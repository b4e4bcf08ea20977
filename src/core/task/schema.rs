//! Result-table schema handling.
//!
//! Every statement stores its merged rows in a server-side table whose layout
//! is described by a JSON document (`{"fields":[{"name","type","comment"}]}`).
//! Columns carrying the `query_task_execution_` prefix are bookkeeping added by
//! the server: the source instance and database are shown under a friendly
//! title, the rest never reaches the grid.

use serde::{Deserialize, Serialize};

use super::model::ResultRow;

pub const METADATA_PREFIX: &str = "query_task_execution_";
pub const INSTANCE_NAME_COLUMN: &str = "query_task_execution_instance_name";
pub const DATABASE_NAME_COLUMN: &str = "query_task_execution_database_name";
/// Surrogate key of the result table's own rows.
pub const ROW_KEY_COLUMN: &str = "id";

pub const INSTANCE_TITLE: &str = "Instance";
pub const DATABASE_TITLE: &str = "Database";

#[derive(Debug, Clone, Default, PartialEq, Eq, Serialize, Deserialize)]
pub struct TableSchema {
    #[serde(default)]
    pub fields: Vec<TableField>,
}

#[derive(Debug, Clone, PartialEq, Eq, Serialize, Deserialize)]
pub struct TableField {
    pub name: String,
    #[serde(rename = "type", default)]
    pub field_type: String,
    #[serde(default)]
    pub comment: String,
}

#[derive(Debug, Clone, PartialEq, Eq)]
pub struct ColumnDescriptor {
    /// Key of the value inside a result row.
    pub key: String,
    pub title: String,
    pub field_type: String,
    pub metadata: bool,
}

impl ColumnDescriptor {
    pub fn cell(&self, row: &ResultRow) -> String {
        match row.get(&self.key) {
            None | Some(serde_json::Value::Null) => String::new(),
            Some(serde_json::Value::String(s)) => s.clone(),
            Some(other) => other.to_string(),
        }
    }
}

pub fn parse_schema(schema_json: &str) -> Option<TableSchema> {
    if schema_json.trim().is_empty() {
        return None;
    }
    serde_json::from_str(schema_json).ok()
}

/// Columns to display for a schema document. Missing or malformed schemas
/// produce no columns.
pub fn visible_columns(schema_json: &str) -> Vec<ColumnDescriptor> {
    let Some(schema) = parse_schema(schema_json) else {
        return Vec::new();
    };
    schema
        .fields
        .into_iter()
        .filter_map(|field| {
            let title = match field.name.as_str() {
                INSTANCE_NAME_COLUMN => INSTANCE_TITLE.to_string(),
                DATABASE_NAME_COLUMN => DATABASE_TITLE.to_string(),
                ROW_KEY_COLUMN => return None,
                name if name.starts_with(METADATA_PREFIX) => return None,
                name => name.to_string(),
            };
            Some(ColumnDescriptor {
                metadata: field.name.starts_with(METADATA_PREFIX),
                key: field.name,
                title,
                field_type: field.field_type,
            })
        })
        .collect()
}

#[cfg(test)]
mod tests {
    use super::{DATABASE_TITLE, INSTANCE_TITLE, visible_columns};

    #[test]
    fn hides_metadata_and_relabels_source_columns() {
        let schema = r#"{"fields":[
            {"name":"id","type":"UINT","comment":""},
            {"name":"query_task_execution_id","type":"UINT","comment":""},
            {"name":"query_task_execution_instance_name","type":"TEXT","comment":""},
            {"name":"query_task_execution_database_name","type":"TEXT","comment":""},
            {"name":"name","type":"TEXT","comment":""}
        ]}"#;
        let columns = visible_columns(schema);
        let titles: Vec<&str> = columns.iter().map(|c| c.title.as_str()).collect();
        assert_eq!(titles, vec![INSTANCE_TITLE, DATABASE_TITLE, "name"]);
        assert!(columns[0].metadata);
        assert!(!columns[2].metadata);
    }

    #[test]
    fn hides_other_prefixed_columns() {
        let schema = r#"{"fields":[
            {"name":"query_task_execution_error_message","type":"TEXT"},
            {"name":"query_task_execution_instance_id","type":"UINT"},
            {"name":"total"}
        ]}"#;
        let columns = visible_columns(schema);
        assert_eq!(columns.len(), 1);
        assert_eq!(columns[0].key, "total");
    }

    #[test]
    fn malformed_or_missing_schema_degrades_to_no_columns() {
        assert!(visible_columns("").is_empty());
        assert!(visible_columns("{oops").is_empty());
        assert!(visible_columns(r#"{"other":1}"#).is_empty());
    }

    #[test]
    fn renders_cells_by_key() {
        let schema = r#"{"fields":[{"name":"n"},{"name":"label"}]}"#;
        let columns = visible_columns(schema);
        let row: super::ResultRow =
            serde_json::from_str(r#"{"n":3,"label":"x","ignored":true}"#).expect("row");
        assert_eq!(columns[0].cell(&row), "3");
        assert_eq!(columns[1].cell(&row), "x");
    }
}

==*==

● Task description
Find the word "Debug" in the entries above. Copy every line that has it.

● Answer box
#[derive(Debug, Clone, Default, PartialEq, Eq, Serialize, Deserialize)]
#[derive(Debug, Clone, PartialEq, Eq, Serialize, Deserialize)]
#[derive(Debug, Clone, PartialEq, Eq)]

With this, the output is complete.